Type dispatch can be especially useful in data science, where you might allow different input types (i.e. numpy arrays and pandas dataframes) to function that processes data. Type dispatch allows you to have a common API for functions that do similar tasks. 

Unfortunately, Python does not support this out-of-the box.  Fortunately, there is the [`@typedispatch`](https://fastcore.fast.ai/dispatch.html#typedispatch-Decorator) decorator to the rescue:

### An improvement upon functools.partial: partialler

`functools.partial` is a great utlity that creates functions from other functions that lets you set default values.
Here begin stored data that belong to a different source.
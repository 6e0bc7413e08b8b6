use std::fmt;
use std::str::FromStr;

use serde::{Deserialize, Serialize};
use uuid::Uuid;

use crate::domain::cart::Cart;
use crate::domain::product::{Product, ProductId};
use crate::errors::DomainError;
use crate::storefront::catalog::Catalog;

#[derive(Clone, Copy, Debug, PartialEq, Eq, Hash, Serialize, Deserialize)]
#[serde(rename_all = "snake_case")]
pub enum Section {
    Home,
    Fitting,
    Catalog,
    About,
    Contact,
}

impl Section {
    /// Navigation order.
    pub const ALL: [Section; 5] =
        [Section::Home, Section::Fitting, Section::Catalog, Section::About, Section::Contact];

    pub fn anchor(self) -> &'static str {
        match self {
            Self::Home => "home",
            Self::Fitting => "fitting",
            Self::Catalog => "catalog",
            Self::About => "about",
            Self::Contact => "contact",
        }
    }

    pub fn label(self) -> &'static str {
        match self {
            Self::Home => "ГЛАВНАЯ",
            Self::Fitting => "ПРИМЕРОЧНАЯ",
            Self::Catalog => "КАТАЛОГ",
            Self::About => "О НАС",
            Self::Contact => "КОНТАКТЫ",
        }
    }
}

impl fmt::Display for Section {
    fn fmt(&self, f: &mut fmt::Formatter<'_>) -> fmt::Result {
        f.write_str(self.anchor())
    }
}

impl FromStr for Section {
    type Err = DomainError;

    fn from_str(value: &str) -> Result<Self, Self::Err> {
        let normalized = value.trim().to_ascii_lowercase();
        Self::ALL
            .into_iter()
            .find(|section| section.anchor() == normalized)
            .ok_or_else(|| DomainError::UnknownSection(value.to_string()))
    }
}

/// Fitting room viewer buttons. None of them change session state.
#[derive(Clone, Copy, Debug, PartialEq, Eq, Serialize, Deserialize)]
#[serde(rename_all = "snake_case")]
pub enum ViewerControl {
    Rotate,
    Zoom,
    Measure,
}

impl ViewerControl {
    pub const ALL: [ViewerControl; 3] =
        [ViewerControl::Rotate, ViewerControl::Zoom, ViewerControl::Measure];

    pub fn label(self) -> &'static str {
        match self {
            Self::Rotate => "Повернуть",
            Self::Zoom => "Увеличить",
            Self::Measure => "Размеры",
        }
    }
}

impl FromStr for ViewerControl {
    type Err = DomainError;

    fn from_str(value: &str) -> Result<Self, Self::Err> {
        match value.trim().to_ascii_lowercase().as_str() {
            "rotate" => Ok(Self::Rotate),
            "zoom" => Ok(Self::Zoom),
            "measure" => Ok(Self::Measure),
            other => Err(DomainError::InvariantViolation(format!(
                "unsupported viewer control `{other}` (expected rotate|zoom|measure)"
            ))),
        }
    }
}

#[derive(Clone, Debug, PartialEq, Eq, Hash, Serialize, Deserialize)]
pub struct SessionId(pub String);

impl SessionId {
    pub fn generate() -> Self {
        Self(Uuid::new_v4().to_string())
    }
}

impl fmt::Display for SessionId {
    fn fmt(&self, f: &mut fmt::Formatter<'_>) -> fmt::Result {
        f.write_str(&self.0)
    }
}

/// Transient storefront state. Everything here resets with the session.
#[derive(Clone, Debug, PartialEq, Eq, Serialize, Deserialize)]
pub struct Session {
    pub id: SessionId,
    pub active_section: Section,
    pub menu_open: bool,
    pub selected_garment: Option<ProductId>,
    pub cart: Cart,
}

impl Session {
    pub fn new(id: SessionId) -> Self {
        Self {
            id,
            active_section: Section::Home,
            menu_open: false,
            selected_garment: None,
            cart: Cart::new(),
        }
    }

    pub fn start() -> Self {
        Self::new(SessionId::generate())
    }

    /// Scrolling to a section always collapses the mobile menu.
    pub fn navigate(mut self, section: Section) -> Self {
        self.active_section = section;
        self.menu_open = false;
        self
    }

    pub fn toggle_menu(mut self) -> Self {
        self.menu_open = !self.menu_open;
        self
    }

    pub fn select_garment(mut self, product_id: ProductId) -> Self {
        self.selected_garment = Some(product_id);
        self
    }

    pub fn try_on(self, product_id: ProductId) -> Self {
        self.select_garment(product_id).navigate(Section::Fitting)
    }

    pub fn apply_viewer_control(self, _control: ViewerControl) -> Self {
        self
    }

    pub fn add_to_cart(mut self, product: &Product) -> Self {
        self.cart = self.cart.add(product);
        self
    }

    pub fn remove_from_cart(mut self, product_id: &ProductId) -> Self {
        self.cart = self.cart.remove(product_id);
        self
    }

    pub fn adjust_quantity(mut self, product_id: &ProductId, delta: i64) -> Self {
        self.cart = self.cart.set_quantity_delta(product_id, delta);
        self
    }

    /// Name shown over the fitting room mannequin, if the selection resolves.
    pub fn fitting_room_label<'a>(&self, catalog: &'a Catalog) -> Option<&'a str> {
        let selected = self.selected_garment.as_ref()?;
        catalog.find(selected).map(|product| product.name.as_str())
    }
}
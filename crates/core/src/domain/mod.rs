pub mod cart;
pub mod product;
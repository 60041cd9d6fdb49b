//! Format renderers
//!
//! Each renderer turns the canonical item sequence into one export
//! format with its own escaping rules. Rendering is pure; the HTTP
//! layer owns caching and content negotiation.

pub mod csv;
pub mod ical;
pub mod json;
pub mod xml;

pub use ical::IcalOptions;

use bta_common::{AgendaItem, Result};
use chrono::NaiveDateTime;

/// Output format of an agenda response
#[derive(Debug, Clone, Copy, PartialEq, Eq)]
pub enum Format {
    Ical,
    Json,
    Xml,
    Csv,
}

impl Format {
    pub fn content_type(self) -> &'static str {
        match self {
            Format::Ical => "text/calendar; charset=utf-8",
            Format::Json => "application/json; charset=utf-8",
            Format::Xml => "application/xml; charset=utf-8",
            Format::Csv => "text/csv; charset=utf-8",
        }
    }
}

/// Render an item sequence; `ical_options` only applies to the
/// calendar format.
pub fn render(format: Format, items: &[AgendaItem], ical_options: &IcalOptions) -> Result<String> {
    match format {
        Format::Ical => Ok(ical::render(items, ical_options)),
        Format::Json => json::render(items),
        Format::Xml => Ok(xml::render(items)),
        Format::Csv => Ok(csv::render(items)),
    }
}

/// Civil timestamp in the exchange formats (JSON field encoding, XML
/// and CSV columns)
pub(crate) fn civil_timestamp(ts: NaiveDateTime) -> String {
    ts.format("%Y-%m-%dT%H:%M:%S").to_string()
}
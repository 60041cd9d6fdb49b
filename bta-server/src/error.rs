//! API error types for bta-server

use axum::{
    http::StatusCode,
    response::{IntoResponse, Response},
    Json,
};
use serde_json::json;
use thiserror::Error;

/// API error type
#[derive(Debug, Error)]
pub enum ApiError {
    /// Invalid request (400)
    #[error("Invalid request: {0}")]
    BadRequest(String),

    /// Source site failed during an on-demand backfill (502)
    #[error("Upstream unavailable: {0}")]
    UpstreamUnavailable(String),

    /// Internal server error (500)
    #[error("Internal server error: {0}")]
    Internal(String),
}

impl From<bta_common::Error> for ApiError {
    fn from(err: bta_common::Error) -> Self {
        use bta_common::Error;
        match err {
            Error::FutureRange { .. } | Error::InvalidInput(_) => {
                ApiError::BadRequest(err.to_string())
            }
            Error::Upstream(msg) => ApiError::UpstreamUnavailable(msg),
            other => ApiError::Internal(other.to_string()),
        }
    }
}

impl IntoResponse for ApiError {
    fn into_response(self) -> Response {
        let (status, error_code, message) = match self {
            ApiError::BadRequest(msg) => (StatusCode::BAD_REQUEST, "BAD_REQUEST", msg),
            ApiError::UpstreamUnavailable(msg) => {
                (StatusCode::BAD_GATEWAY, "UPSTREAM_UNAVAILABLE", msg)
            }
            ApiError::Internal(msg) => (StatusCode::INTERNAL_SERVER_ERROR, "INTERNAL_ERROR", msg),
        };

        let body = Json(json!({
            "error": {
                "code": error_code,
                "message": message,
            }
        }));

        (status, body).into_response()
    }
}

/// Result type for API handlers
pub type ApiResult<T> = Result<T, ApiError>;
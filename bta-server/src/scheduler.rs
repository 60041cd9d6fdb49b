//! Scheduled refresh of the current conference week
//!
//! Runs forever on a fixed interval. A failed cycle is logged and
//! skipped; the next one retries naturally.

use crate::planner::AgendaService;
use std::sync::Arc;
use std::time::Duration;
use tokio::task::JoinHandle;
use tokio::time::MissedTickBehavior;
use tracing::{info, warn};

pub fn spawn_refresh_task(service: Arc<AgendaService>, interval: Duration) -> JoinHandle<()> {
    tokio::spawn(async move {
        let mut ticker = tokio::time::interval(interval);
        ticker.set_missed_tick_behavior(MissedTickBehavior::Delay);
        loop {
            ticker.tick().await;
            match service.refresh_current_week().await {
                Ok(changed) => info!(changed, "scheduled agenda refresh complete"),
                Err(err) => warn!(%err, "scheduled agenda refresh failed, retrying next cycle"),
            }
        }
    })
}
//! Service configuration
//!
//! All knobs are read once at startup from command-line flags with
//! environment-variable fallbacks and handed to the components as an
//! immutable object. No component reads the environment afterwards.

use clap::Parser;
use std::path::PathBuf;

/// Default upstream endpoint serving one conference week as HTML
pub const DEFAULT_UPSTREAM_URL: &str =
    "https://www.bundestag.de/apps/plenar/plenar/conferenceweekDetail.form";

/// Runtime configuration for bta-server
#[derive(Parser, Debug, Clone)]
#[command(name = "bta-server")]
#[command(about = "Bundestag session-agenda API service")]
#[command(version)]
pub struct ServerConfig {
    /// Address to listen on
    #[arg(long, default_value = "127.0.0.1:8321", env = "BTA_BIND_ADDR")]
    pub bind_addr: String,

    /// SQLite database file backing the key-value store and response cache
    #[arg(long, default_value = "bta.db", env = "BTA_DATABASE")]
    pub database: PathBuf,

    /// Upstream conference-week endpoint
    #[arg(long, default_value = DEFAULT_UPSTREAM_URL, env = "BTA_UPSTREAM_URL")]
    pub upstream_url: String,

    /// Seconds a rendered agenda response stays cached
    #[arg(long, default_value = "300", env = "BTA_AGENDA_CACHE_TTL")]
    pub agenda_cache_ttl: u64,

    /// Seconds the data-list response stays cached
    #[arg(long, default_value = "3600", env = "BTA_LIST_CACHE_TTL")]
    pub list_cache_ttl: u64,

    /// Seconds between scheduled refreshes of the current week
    #[arg(long, default_value = "900", env = "BTA_REFRESH_INTERVAL")]
    pub refresh_interval: u64,

    /// Earliest year served by the data list
    #[arg(long, default_value = "2020", env = "BTA_MIN_YEAR")]
    pub min_year: i32,

    /// Allow /purge to drop cached responses
    #[arg(long, env = "BTA_PURGE_CACHE")]
    pub purge_cache: bool,

    /// Allow /purge to drop the whole agenda store
    #[arg(long, env = "BTA_PURGE_STORE")]
    pub purge_store: bool,
}

impl ServerConfig {
    /// Configuration with all defaults, used by tests
    pub fn for_tests() -> Self {
        Self {
            bind_addr: "127.0.0.1:0".into(),
            database: PathBuf::from(":memory:"),
            upstream_url: DEFAULT_UPSTREAM_URL.into(),
            agenda_cache_ttl: 300,
            list_cache_ttl: 3600,
            refresh_interval: 900,
            min_year: 2020,
            purge_cache: false,
            purge_store: false,
        }
    }
}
Lets take this function for example that filters a list to only contain values >= `val`:

In [12]:
test_input = [1,2,3,4,5,6]
def f(arr, val): 
    "Filter a list to remove any values that are less than val."
    return [x for x in arr if x >= val]

f(test_input, 3)

[3, 4, 5, 6]

You can create a new function out of this function using `partial` that sets the default value to 5:

In [13]:
filter5 = partial(f, val=5)
filter5(test_input)

[5, 6]

One problem with `partial` is that it removes the original docstring and replaces it with a generic docstring:

In [14]:
filter5.__doc__, inspect.signature(filter5)
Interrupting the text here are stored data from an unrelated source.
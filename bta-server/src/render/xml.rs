//! XML rendering
//!
//! A root `<agenda>` with one `<event>` per item. Child elements keep
//! a fixed order; the optional `status` and `url` are omitted when
//! empty.

use super::civil_timestamp;
use bta_common::AgendaItem;

pub fn render(items: &[AgendaItem]) -> String {
    let mut xml = String::from("<?xml version=\"1.0\" encoding=\"UTF-8\"?>\n<agenda>\n");
    for item in items {
        xml.push_str("  <event>\n");
        push_field(&mut xml, "start", &civil_timestamp(item.start));
        push_field(&mut xml, "end", &civil_timestamp(item.end));
        push_field(&mut xml, "top", &item.top);
        push_field(&mut xml, "thema", &item.thema);
        if !item.status.is_empty() {
            push_field(&mut xml, "status", &item.status);
        }
        push_field(&mut xml, "beschreibung", &item.beschreibung);
        if let Some(url) = &item.url {
            push_field(&mut xml, "url", url);
        }
        xml.push_str("  </event>\n");
    }
    xml.push_str("</agenda>");
    xml
}

fn push_field(xml: &mut String, name: &str, value: &str) {
    xml.push_str(&format!("    <{name}>{}</{name}>\n", escape(value)));
}

fn escape(value: &str) -> String {
    value
        .replace('&', "&amp;")
        .replace('<', "&lt;")
        .replace('>', "&gt;")
}

#[cfg(test)]
mod tests {
    use super::*;
    use bta_common::model::make_uid;
    use chrono::{Duration, NaiveDate, Utc};

    fn item(status: &str, url: Option<&str>) -> AgendaItem {
        let start = NaiveDate::from_ymd_opt(2024, 1, 17)
            .unwrap()
            .and_hms_opt(17, 30, 0)
            .unwrap();
        AgendaItem {
            start,
            end: start + Duration::minutes(50),
            top: "TOP 5".into(),
            thema: "Bericht & Beschluss".into(),
            beschreibung: "Erste Beratung".into(),
            url: url.map(Into::into),
            status: status.into(),
            namentliche_abstimmung: false,
            uid: make_uid(start, "Bericht & Beschluss", "TOP 5"),
            dtstamp: Utc::now(),
        }
    }

    #[test]
    fn fields_appear_in_fixed_order() {
        let xml = render(&[item("beendet", Some("https://bundestag.de/x"))]);
        let positions: Vec<usize> = ["<start>", "<end>", "<top>", "<thema>", "<status>", "<beschreibung>", "<url>"]
            .iter()
            .map(|tag| xml.find(tag).unwrap_or_else(|| panic!("missing {tag}")))
            .collect();
        assert!(positions.windows(2).all(|w| w[0] < w[1]));
        assert!(xml.contains("<start>2024-01-17T17:30:00</start>"));
    }

    #[test]
    fn empty_optional_fields_are_omitted() {
        let xml = render(&[item("", None)]);
        assert!(!xml.contains("<status>"));
        assert!(!xml.contains("<url>"));
        assert!(xml.contains("<beschreibung>"));
    }

    #[test]
    fn reserved_characters_are_escaped() {
        let xml = render(&[item("", None)]);
        assert!(xml.contains("<thema>Bericht &amp; Beschluss</thema>"));
    }

    #[test]
    fn empty_sequence_yields_bare_root() {
        let xml = render(&[]);
        assert!(xml.ends_with("<agenda>\n</agenda>"));
    }
}
//! Delimited-text rendering
//!
//! Fixed column order matching the header; a field containing a
//! quote, comma or newline is wrapped in quotes with internal quotes
//! doubled, everything else stays bare.

use super::civil_timestamp;
use bta_common::AgendaItem;

const HEADER: [&str; 7] = ["Start", "Ende", "TOP", "Thema", "Beschreibung", "URL", "Status"];

pub fn render(items: &[AgendaItem]) -> String {
    let mut rows = Vec::with_capacity(items.len() + 1);
    rows.push(HEADER.map(|name| escape_field(name)).join(","));
    for item in items {
        let columns = [
            civil_timestamp(item.start),
            civil_timestamp(item.end),
            item.top.clone(),
            item.thema.clone(),
            item.beschreibung.clone(),
            item.url.clone().unwrap_or_default(),
            item.status.clone(),
        ];
        rows.push(columns.map(|value| escape_field(&value)).join(","));
    }
    rows.join("\n")
}

fn escape_field(value: &str) -> String {
    let escaped = value.replace('"', "\"\"");
    if escaped.contains(['"', ',', '\n']) {
        format!("\"{escaped}\"")
    } else {
        escaped
    }
}

#[cfg(test)]
mod tests {
    use super::*;
    use bta_common::model::make_uid;
    use chrono::{Duration, NaiveDate, Utc};

    fn item(beschreibung: &str) -> AgendaItem {
        let start = NaiveDate::from_ymd_opt(2024, 1, 17)
            .unwrap()
            .and_hms_opt(17, 30, 0)
            .unwrap();
        AgendaItem {
            start,
            end: start + Duration::minutes(50),
            top: "TOP 5".into(),
            thema: "Haushalt".into(),
            beschreibung: beschreibung.into(),
            url: None,
            status: String::new(),
            namentliche_abstimmung: false,
            uid: make_uid(start, "Haushalt", "TOP 5"),
            dtstamp: Utc::now(),
        }
    }

    #[test]
    fn header_row_comes_first() {
        let csv = render(&[]);
        assert_eq!(csv, "Start,Ende,TOP,Thema,Beschreibung,URL,Status");
    }

    #[test]
    fn plain_fields_stay_unquoted() {
        let csv = render(&[item("Erste Beratung")]);
        let row = csv.lines().nth(1).unwrap();
        assert_eq!(
            row,
            "2024-01-17T17:30:00,2024-01-17T18:20:00,TOP 5,Haushalt,Erste Beratung,,"
        );
    }

    #[test]
    fn commas_and_newlines_force_quoting() {
        let csv = render(&[item("Erste Beratung, zweite Lesung\nDrucksache 20/9999")]);
        assert!(csv.contains("\"Erste Beratung, zweite Lesung\nDrucksache 20/9999\""));
    }

    #[test]
    fn internal_quotes_are_doubled() {
        let csv = render(&[item("sogenannte \"Schuldenbremse\"")]);
        assert!(csv.contains("\"sogenannte \"\"Schuldenbremse\"\"\""));
    }
}
//! Health check endpoint

use crate::AppState;
use axum::{extract::State, routing::get, Json, Router};
use chrono::Utc;
use serde::Serialize;

/// Health check response
#[derive(Debug, Serialize)]
pub struct HealthResponse {
    pub status: String,
    pub module: String,
    pub version: String,
    pub uptime_seconds: u64,
}

pub fn health_routes() -> Router<AppState> {
    Router::new().route("/health", get(health_check))
}

async fn health_check(State(state): State<AppState>) -> Json<HealthResponse> {
    let uptime = Utc::now().signed_duration_since(state.startup_time);

    Json(HealthResponse {
        status: "ok".to_string(),
        module: "bta-server".to_string(),
        version: env!("CARGO_PKG_VERSION").to_string(),
        uptime_seconds: uptime.num_seconds().max(0) as u64,
    })
}
//! iCalendar rendering
//!
//! Emits the calendar header, a Europe/Berlin VTIMEZONE block, one
//! VEVENT per item and, on request, derived events: roll-call
//! follow-ups (with optional display alarms) and all-day session-week
//! markers. Event timestamps are written as TZID-local values so the
//! civil times stored on the items survive unchanged; only `DTSTAMP`
//! is a real UTC instant.
//!
//! Content lines longer than 70 characters are hard-folded with CRLF
//! plus one leading space, and the whole output uses CRLF throughout.

use bta_common::model::make_uid;
use bta_common::week::monday_of_iso_week;
use bta_common::AgendaItem;
use chrono::{DateTime, Datelike, Days, Duration, NaiveDate, NaiveDateTime, Utc};
use std::collections::BTreeSet;

/// Named zone all event times are rendered in
pub const TZID: &str = "Europe/Berlin";

const PRODID: &str = "-//bt-agenda//bt-agenda.dev//";
const CALENDAR_NAME: &str = "Tagesordnung Bundestag";
const CALENDAR_DESCRIPTION: &str = "Dieses iCal-Feed stellt die aktuelle Tagesordnung des \
    Plenums des Deutschen Bundestages bereit. Die Daten werden in Sitzungswochen alle 15 \
    Minuten von bundestag.de übernommen.";

/// Derived-event switches of the calendar format
#[derive(Debug, Clone, Copy, Default)]
pub struct IcalOptions {
    /// Emit a follow-up event per roll-call vote
    pub roll_call_events: bool,
    /// Attach a 15-minutes-before display alarm to each follow-up
    pub roll_call_alarms: bool,
    /// Emit one all-day marker per session week
    pub session_week_markers: bool,
}

pub fn render(items: &[AgendaItem], options: &IcalOptions) -> String {
    let mut lines: Vec<String> = vec![
        "BEGIN:VCALENDAR".into(),
        "VERSION:2.0".into(),
        format!("PRODID:{PRODID}"),
        "CALSCALE:GREGORIAN".into(),
        "COLOR:#808080".into(),
        "X-APPLE-CALENDAR-COLOR:#808080".into(),
        fold_line(&format!("X-WR-CALNAME:{CALENDAR_NAME}")),
        fold_line(&format!("X-WR-CALDESC:{CALENDAR_DESCRIPTION}")),
        fold_line(&format!("DESCRIPTION:{CALENDAR_DESCRIPTION}")),
    ];
    push_timezone(&mut lines);

    let mut session_weeks: BTreeSet<(i32, u32)> = BTreeSet::new();
    for item in items {
        let week = item.start.date().iso_week();
        session_weeks.insert((week.year(), week.week()));

        push_event(&mut lines, item);
        if options.roll_call_events && item.namentliche_abstimmung {
            push_roll_call_event(&mut lines, item, options.roll_call_alarms);
        }
    }

    if options.session_week_markers {
        let dtstamp = Utc::now();
        for (year, week) in session_weeks {
            if let Some(monday) = monday_of_iso_week(week, year) {
                push_session_week(&mut lines, monday, dtstamp);
            }
        }
    }

    lines.push("END:VCALENDAR".into());
    lines.join("\r\n")
}

/// Fixed Europe/Berlin timezone definition with its standard/daylight
/// transition rules.
fn push_timezone(lines: &mut Vec<String>) {
    for line in [
        "BEGIN:VTIMEZONE",
        "TZID:Europe/Berlin",
        "BEGIN:STANDARD",
        "TZNAME:CET",
        "DTSTART:19701025T030000",
        "TZOFFSETFROM:+0200",
        "TZOFFSETTO:+0100",
        "RRULE:FREQ=YEARLY;BYMONTH=10;BYDAY=-1SU",
        "END:STANDARD",
        "BEGIN:DAYLIGHT",
        "TZNAME:CEST",
        "DTSTART:19700329T020000",
        "TZOFFSETFROM:+0100",
        "TZOFFSETTO:+0200",
        "RRULE:FREQ=YEARLY;BYMONTH=3;BYDAY=-1SU",
        "END:DAYLIGHT",
        "END:VTIMEZONE",
    ] {
        lines.push(line.into());
    }
}

fn push_event(lines: &mut Vec<String>, item: &AgendaItem) {
    lines.push("BEGIN:VEVENT".into());
    lines.push(fold_line(&format!("UID:{}", item.uid)));
    lines.push(fold_line(&format!("DTSTAMP:{}", utc_timestamp(item.dtstamp))));
    lines.push(fold_line(&format!("DTSTART;TZID={TZID}:{}", local_timestamp(item.start))));
    lines.push(fold_line(&format!("DTEND;TZID={TZID}:{}", local_timestamp(item.end))));
    lines.push(fold_line(&format!("SUMMARY:{}", item.summary())));
    lines.push(fold_line(&format!(
        "DESCRIPTION:{}",
        escape_text(&item.beschreibung)
    )));
    if let Some(url) = &item.url {
        lines.push(fold_line(&format!("URL:{url}")));
    }
    lines.push("END:VEVENT".into());
}

/// Follow-up event for a roll-call vote: starts when the item ends,
/// fixed 15-minute duration.
fn push_roll_call_event(lines: &mut Vec<String>, item: &AgendaItem, alarm: bool) {
    let thema = format!("Namentliche Abstimmung: {}", item.thema);
    lines.push("BEGIN:VEVENT".into());
    lines.push(fold_line(&format!(
        "UID:{}",
        make_uid(item.end, &thema, &item.top)
    )));
    lines.push(fold_line(&format!("DTSTAMP:{}", utc_timestamp(item.dtstamp))));
    lines.push(fold_line(&format!("DTSTART;TZID={TZID}:{}", local_timestamp(item.end))));
    lines.push(fold_line(&format!(
        "DTEND;TZID={TZID}:{}",
        local_timestamp(item.end + Duration::minutes(15))
    )));
    lines.push(fold_line(&format!("SUMMARY:{thema}")));
    if alarm {
        lines.push("BEGIN:VALARM".into());
        lines.push("ACTION:DISPLAY".into());
        lines.push(fold_line(&format!("DESCRIPTION:{thema}")));
        lines.push("TRIGGER:-PT15M".into());
        lines.push("END:VALARM".into());
    }
    lines.push("END:VEVENT".into());
}

/// All-day marker covering Monday through Friday of one session week
/// (exclusive end on Saturday).
fn push_session_week(lines: &mut Vec<String>, monday: NaiveDate, dtstamp: DateTime<Utc>) {
    let end = monday + Days::new(5);
    lines.push("BEGIN:VEVENT".into());
    lines.push(fold_line(&format!(
        "UID:{}",
        make_uid(monday.and_hms_opt(0, 0, 0).expect("midnight"), "Sitzungswoche", "")
    )));
    lines.push(fold_line(&format!("DTSTAMP:{}", utc_timestamp(dtstamp))));
    lines.push(format!("DTSTART;VALUE=DATE:{}", monday.format("%Y%m%d")));
    lines.push(format!("DTEND;VALUE=DATE:{}", end.format("%Y%m%d")));
    lines.push("SUMMARY:Sitzungswoche".into());
    lines.push("END:VEVENT".into());
}

/// Hard-fold one content line at 70 characters, continuation lines
/// prefixed with a single space.
pub fn fold_line(line: &str) -> String {
    let chars: Vec<char> = line.chars().collect();
    if chars.len() <= 70 {
        return line.to_string();
    }
    let mut out = String::with_capacity(line.len() + line.len() / 70 * 3);
    for (i, chunk) in chars.chunks(70).enumerate() {
        if i > 0 {
            out.push_str("\r\n ");
        }
        out.extend(chunk);
    }
    out
}

/// Embedded newlines become the literal two-character sequence `\n`.
fn escape_text(value: &str) -> String {
    value.replace('\n', "\\n")
}

fn local_timestamp(ts: NaiveDateTime) -> String {
    ts.format("%Y%m%dT%H%M%S").to_string()
}

fn utc_timestamp(ts: DateTime<Utc>) -> String {
    ts.format("%Y%m%dT%H%M%SZ").to_string()
}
('partial(func, *args, **keywords) - new function with partial application\n    of the given arguments and keywords.\n',
 <Signature (arr, *, val=5)>)

`fastcore.partialler` fixes this, and makes sure the docstring is retained such that the new functions api is transparent to the end user:

In [15]:
filter5 = partialler(f, val=5)
filter5.__doc__, inspect.signature(filter5)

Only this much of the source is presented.